Ebenso oberflächlich sind bei Scholz die Einlassungen zu Wagners Musikdramen. Scholz bestreitet keineswegs das Germanentum vieler Wagner-Figuren, bemerkt aber nicht, dass bei dem Hegelianer Wagner die These von Germanen- und Deutschtum ohne die Antithese des Ungermanisch-Undeutschen nicht auskommen kann; nach Letzterem stellt Scholz beharrlich keine Fragen, sondern widmet immerzu viel Mühe der Beweisführung, dass Judenfiguren in Wagners Dramen nicht vorkommen. Dazu reißt er viele Zitate aus dem Zusammenhang. Als Beispiel sei hier seine "Hauptentlastung" für den "Ring des Nibelungen" erwähnt, eine Stelle aus den Tagebüchern von Wagners Ehefrau Cosima, an der die Nibelungen-Zwerge als Mongolen bezeichnet werden; deshalb könnten sie, so Scholz, keine Juden sein. Scholz entgeht es, dass das Zitat aus einer Zeit stammt, in der Graf Gobineau und sein Hauptwerk "Essai sur l'Inégalité des Races humaines" (1853 - 1855) in Cosima Wagners Tagebüchern fast täglich erwähnt werden, dass das fragliche Zitat folglich im Kontext von Gobineaus System der drei Weltrassen (weiß-arisch, gelb und schwarz) zu sehen ist. Dabei werden Juden nicht als eigene Rasse angesehen, sondern "unterhalb der Arier", ohne indes zu "Gegenmenschen erklärt und verteufelt" zu werden (Dieter Borchmeyer). Folglich musste sich Wagner an der fraglichen Stelle bei seinem Bemühen, seine Werke wieder einmal in größtmöglicher Allgemeingültigkeit darzustellen, mit Gobineaus Kategorien begnügen, auch wenn er sie ungenau behandelt: "die Götter, die weiß, die Zwerge, die Gelben (Mongolen), die Schwarzen die Äthiopier; Loge der métis". Dass Mongolen in der Germanen-Nichtgermanen-Dialektik des Nibelungen-Zyklus, der nach Wagners eigenem Bekunden ja Hort seiner Weltanschauung ist, nicht den geringsten Sinn ergeben, stört Scholz nicht. Angesichts der Vielschichtigkeit des "Rings" ist Wagners Mongolen-Interpretation ein Geistesblitz, ein flüchtiger Versuch, eigene Bedeutung zu erweitern. Das ergibt jedoch keinen ernstzunehmenden Widerspruch gegen die anderen, viel schwerer wiegenden, auch werkimmanenten Bedeutungsindizien, die in Marc A. Weiners neuem Wagner-Buch dargestellt sind. Die zu Hunderten überlieferten täglichen, manchmal wohl überlegt, manchmal schnell daher gesagten Äußerungen Wagners erhalten ihr Gewicht erst, wenn sie eine logische Korrelation zur Semantik seiner Musikdramen und seiner theoretischen Schriften haben.

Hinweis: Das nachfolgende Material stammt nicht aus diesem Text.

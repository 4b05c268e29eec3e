//! Payment reconciliation
//!
//! Applies a payment gateway's outcome to internal order/membership/quota
//! state exactly once. The callback path and the manual completion path
//! converge on one settle function: a single transaction that marks the order
//! paid, upserts the membership, grants quota for both types, and records the
//! reconciliation outcome. The guarded order update inside that transaction
//! is what makes replayed callbacks no-ops instead of double grants.

use quillcheck_shared::{
    EffectiveOrderStatus, MemberPlan, Order, OrderStatus, PaymentRecord, QuotaChangeType,
    QuotaType,
};
use redis::aio::ConnectionManager;
use redis::AsyncCommands;
use serde::{Deserialize, Serialize};
use sqlx::PgPool;
use time::OffsetDateTime;
use uuid::Uuid;

use crate::error::{BillingError, BillingResult};
use crate::gateway::{GatewayCallback, TradeStatus};
use crate::ledger::QuotaLedger;
use crate::orders::{self, OrderService};

/// Outcome of reconciling one callback or completion request
#[derive(Debug, Clone, Serialize, Deserialize)]
#[serde(tag = "result", rename_all = "snake_case")]
pub enum ReconciliationResult {
    /// The order was settled by this invocation
    Settled {
        order_no: String,
        #[serde(with = "time::serde::rfc3339")]
        membership_expire: OffsetDateTime,
    },
    /// The order had already been settled; no side effects were applied
    AlreadySettled { order_no: String },
    /// The gateway reported a failure; the order stays pending so a retry
    /// within the TTL can still succeed
    Failed { order_no: String, reason: String },
}

/// Payment status as reported to polling callers
#[derive(Debug, Clone, Serialize)]
pub struct PaymentStatus {
    pub status: EffectiveOrderStatus,
    #[serde(skip_serializing_if = "Option::is_none")]
    pub message: Option<String>,
}

/// Bounded-TTL cache of reconciliation outcomes so status polling does not
/// re-verify against the store. Best effort: cache failures are logged, never
/// surfaced.
#[derive(Clone)]
pub struct StatusCache {
    conn: ConnectionManager,
    ttl_secs: u64,
}

impl StatusCache {
    /// Connect at startup; the manager reconnects on its own afterwards
    pub async fn connect(redis_url: &str, ttl_secs: u64) -> BillingResult<Self> {
        let client = redis::Client::open(redis_url)
            .map_err(|e| BillingError::Config(format!("invalid redis url: {}", e)))?;
        let conn = ConnectionManager::new(client)
            .await
            .map_err(|e| BillingError::Transient(format!("redis unavailable: {}", e)))?;
        Ok(Self { conn, ttl_secs })
    }

    fn key(order_no: &str) -> String {
        format!("quillcheck:reconcile:{}", order_no)
    }

    async fn put(&self, order_no: &str, result: &ReconciliationResult) {
        let payload = match serde_json::to_string(result) {
            Ok(p) => p,
            Err(e) => {
                tracing::warn!(order_no = %order_no, error = %e, "failed to encode cached outcome");
                return;
            }
        };
        let mut conn = self.conn.clone();
        let stored: redis::RedisResult<()> =
            conn.set_ex(Self::key(order_no), payload, self.ttl_secs).await;
        if let Err(e) = stored {
            tracing::warn!(order_no = %order_no, error = %e, "failed to cache reconciliation outcome");
        }
    }

    async fn get(&self, order_no: &str) -> Option<ReconciliationResult> {
        let mut conn = self.conn.clone();
        let cached: redis::RedisResult<Option<String>> = conn.get(Self::key(order_no)).await;
        match cached {
            Ok(Some(payload)) => serde_json::from_str(&payload).ok(),
            Ok(None) => None,
            Err(e) => {
                tracing::warn!(order_no = %order_no, error = %e, "status cache read failed");
                None
            }
        }
    }
}

/// Payment reconciler: the only writer of payment records and the only
/// caller allowed to drive an order to PAID.
#[derive(Clone)]
pub struct PaymentReconciler {
    pool: PgPool,
    orders: OrderService,
    secret: String,
    cache: Option<StatusCache>,
}

impl PaymentReconciler {
    pub fn new(pool: PgPool, orders: OrderService, secret: String, cache: Option<StatusCache>) -> Self {
        Self {
            pool,
            orders,
            secret,
            cache,
        }
    }

    /// Reconcile an asynchronous gateway callback
    pub async fn handle_callback(
        &self,
        callback: &GatewayCallback,
    ) -> BillingResult<ReconciliationResult> {
        // Authenticity first: nothing is read or written on a bad signature.
        // The payload is logged in full for audit.
        if !callback.verify(&self.secret) {
            tracing::warn!(
                order_no = %callback.order_id,
                payload = %serde_json::to_string(callback).unwrap_or_default(),
                "callback signature verification failed"
            );
            return Err(BillingError::InvalidSignature);
        }

        let order = self
            .orders
            .by_order_no(&callback.order_id)
            .await?
            .ok_or_else(|| BillingError::OrderNotFound(callback.order_id.clone()))?;

        // Replayed callback for a settled order: answer without side effects
        if order.status == OrderStatus::Paid {
            tracing::info!(order_no = %order.order_no, "replayed callback for settled order");
            return Ok(ReconciliationResult::AlreadySettled {
                order_no: order.order_no,
            });
        }

        let raw_payload = serde_json::to_value(callback)
            .map_err(|e| BillingError::InvalidInput(format!("unserializable payload: {}", e)))?;

        match callback.trade_status {
            TradeStatus::Failed => {
                // Non-final failure: the order stays pending within its TTL
                self.record_outcome(order.id, &callback.trade_no, &raw_payload, "failed")
                    .await?;
                tracing::info!(
                    order_no = %order.order_no,
                    trade_no = %callback.trade_no,
                    "gateway reported payment failure"
                );
                Ok(ReconciliationResult::Failed {
                    order_no: order.order_no,
                    reason: "gateway reported failure".to_string(),
                })
            }
            TradeStatus::Success => {
                self.settle(&order, &callback.trade_no, raw_payload).await
            }
        }
    }

    /// Manual/test completion. Converges on the same settle function and
    /// idempotency guard as the callback path.
    pub async fn complete_payment(&self, order_id: Uuid) -> BillingResult<ReconciliationResult> {
        let order = self
            .orders
            .by_id(order_id)
            .await?
            .ok_or_else(|| BillingError::OrderNotFound(order_id.to_string()))?;

        if order.status == OrderStatus::Paid {
            return Ok(ReconciliationResult::AlreadySettled {
                order_no: order.order_no,
            });
        }

        let trade_no = format!("manual-{}", order.id);
        let raw_payload = serde_json::json!({ "source": "manual_completion" });
        self.settle(&order, &trade_no, raw_payload).await
    }

    /// Status for polling clients, answered from the outcome cache when warm
    pub async fn payment_status(&self, order_no: &str) -> BillingResult<PaymentStatus> {
        if let Some(cache) = &self.cache {
            if let Some(result) = cache.get(order_no).await {
                return Ok(match result {
                    ReconciliationResult::Settled { .. }
                    | ReconciliationResult::AlreadySettled { .. } => PaymentStatus {
                        status: EffectiveOrderStatus::Paid,
                        message: None,
                    },
                    ReconciliationResult::Failed { reason, .. } => PaymentStatus {
                        status: EffectiveOrderStatus::Pending,
                        message: Some(reason),
                    },
                });
            }
        }

        let order = self
            .orders
            .by_order_no(order_no)
            .await?
            .ok_or_else(|| BillingError::OrderNotFound(order_no.to_string()))?;

        let status = order.effective_status(OffsetDateTime::now_utc());
        let message = if status == EffectiveOrderStatus::Pending {
            self.payment_record(order.id)
                .await?
                .filter(|r| r.outcome == "failed")
                .map(|_| "gateway reported failure".to_string())
        } else {
            None
        };
        Ok(PaymentStatus { status, message })
    }

    /// The single atomic transition: order -> PAID, membership upsert, quota
    /// grants for both types, payment record. All of it commits or none of it
    /// does; a half-applied settle is the failure mode this function exists
    /// to prevent.
    async fn settle(
        &self,
        order: &Order,
        trade_no: &str,
        raw_payload: serde_json::Value,
    ) -> BillingResult<ReconciliationResult> {
        let now = OffsetDateTime::now_utc();
        let mut tx = self.pool.begin().await?;

        match orders::mark_paid_on(&mut tx, order, now).await {
            Ok(()) => {}
            // A concurrent settle won; treat like a replay, not an error
            Err(BillingError::OrderAlreadyPaid(order_no)) => {
                tx.rollback().await?;
                return Ok(ReconciliationResult::AlreadySettled { order_no });
            }
            Err(e) => return Err(e),
        }

        let plan: MemberPlan = sqlx::query_as(
            "SELECT id, name, level, period_type, price_cents, detection_quota,
                    rewrite_quota, active, created_at
             FROM member_plans WHERE id = $1",
        )
        .bind(order.plan_id)
        .fetch_optional(&mut *tx)
        .await?
        .ok_or(BillingError::PlanNotFound(order.plan_id))?;

        let expire_time = now + order.granted_period(plan.period_type);

        sqlx::query(
            "INSERT INTO memberships (user_id, plan_id, status, start_time, expire_time, auto_renew)
             VALUES ($1, $2, 'normal', $3, $4, $5)
             ON CONFLICT (user_id) DO UPDATE SET
                 plan_id = EXCLUDED.plan_id,
                 status = 'normal',
                 start_time = EXCLUDED.start_time,
                 expire_time = EXCLUDED.expire_time,
                 auto_renew = EXCLUDED.auto_renew,
                 updated_at = NOW()",
        )
        .bind(order.user_id)
        .bind(plan.id)
        .bind(now)
        .bind(expire_time)
        .bind(order.auto_renew)
        .execute(&mut *tx)
        .await?;

        let grants = [
            (QuotaType::Detection, plan.detection_quota),
            (QuotaType::Rewrite, plan.rewrite_quota),
        ];
        for (quota_type, per_period) in grants {
            let amount = per_period * order.duration as i64;
            if amount == 0 {
                continue;
            }
            QuotaLedger::grant_on(
                &mut tx,
                order.user_id,
                quota_type,
                QuotaChangeType::Recharge,
                amount,
                Some(order.id),
                Some(expire_time),
                "plan purchase",
            )
            .await?;
        }

        sqlx::query(
            "INSERT INTO payment_records (order_id, trade_no, raw_payload, outcome)
             VALUES ($1, $2, $3, 'success')
             ON CONFLICT (order_id) DO UPDATE SET
                 trade_no = EXCLUDED.trade_no,
                 raw_payload = EXCLUDED.raw_payload,
                 outcome = 'success',
                 updated_at = NOW()",
        )
        .bind(order.id)
        .bind(trade_no)
        .bind(&raw_payload)
        .execute(&mut *tx)
        .await?;

        tx.commit().await?;

        tracing::info!(
            order_no = %order.order_no,
            user_id = %order.user_id,
            plan_id = %plan.id,
            trade_no = %trade_no,
            membership_expire = %expire_time,
            "order settled"
        );

        let result = ReconciliationResult::Settled {
            order_no: order.order_no.clone(),
            membership_expire: expire_time,
        };
        if let Some(cache) = &self.cache {
            cache.put(&order.order_no, &result).await;
        }
        Ok(result)
    }

    /// Record a non-success reconciliation outcome for audit and polling
    async fn record_outcome(
        &self,
        order_id: Uuid,
        trade_no: &str,
        raw_payload: &serde_json::Value,
        outcome: &str,
    ) -> BillingResult<()> {
        sqlx::query(
            "INSERT INTO payment_records (order_id, trade_no, raw_payload, outcome)
             VALUES ($1, $2, $3, $4)
             ON CONFLICT (order_id) DO UPDATE SET
                 trade_no = EXCLUDED.trade_no,
                 raw_payload = EXCLUDED.raw_payload,
                 outcome = EXCLUDED.outcome,
                 updated_at = NOW()",
        )
        .bind(order_id)
        .bind(trade_no)
        .bind(raw_payload)
        .bind(outcome)
        .execute(&self.pool)
        .await?;
        Ok(())
    }

    async fn payment_record(&self, order_id: Uuid) -> BillingResult<Option<PaymentRecord>> {
        let record = sqlx::query_as(
            "SELECT id, order_id, trade_no, raw_payload, outcome, created_at, updated_at
             FROM payment_records WHERE order_id = $1",
        )
        .bind(order_id)
        .fetch_optional(&self.pool)
        .await?;
        Ok(record)
    }
}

Ich konnte in Scholz' Buch keinerlei Entlastungsargumente für Wagners unentschuldbaren Judenhass finden, die nicht in gleicher Weise widerlegbar wären. Für das von Wagner in seinem Oeuvre so hartnäckig befehdete "Ungermanisch-Undeutsche" kommen stets nur Erklärungsmodelle in Frage, die für den Nationalismus um 1850 - und somit für Wagner - relevant waren: hauptsächlich dessen Aggressionsmuster gegen Französisches, Italienisches, Jüdisches. Dazu braucht Wagner diese Tendenzen künstlerisch nicht beim Namen zu nennen; in einem Werk, das Explizites prinzipiell vermeidet und statt dessen von der viel stärkeren Suggestivität künstlerischer Bilder lebt, müssen diese Bilder nicht aus unserem heutigen, radikal veränderten Bewusstsein, sondern aus der Kulturtradition von Wagners Zeit heraus interpretiert werden. Das Großartige von Wagners Musik bleibt auch dort erhalten, wo die Dramaturgie gefährlich "menschlich" wird.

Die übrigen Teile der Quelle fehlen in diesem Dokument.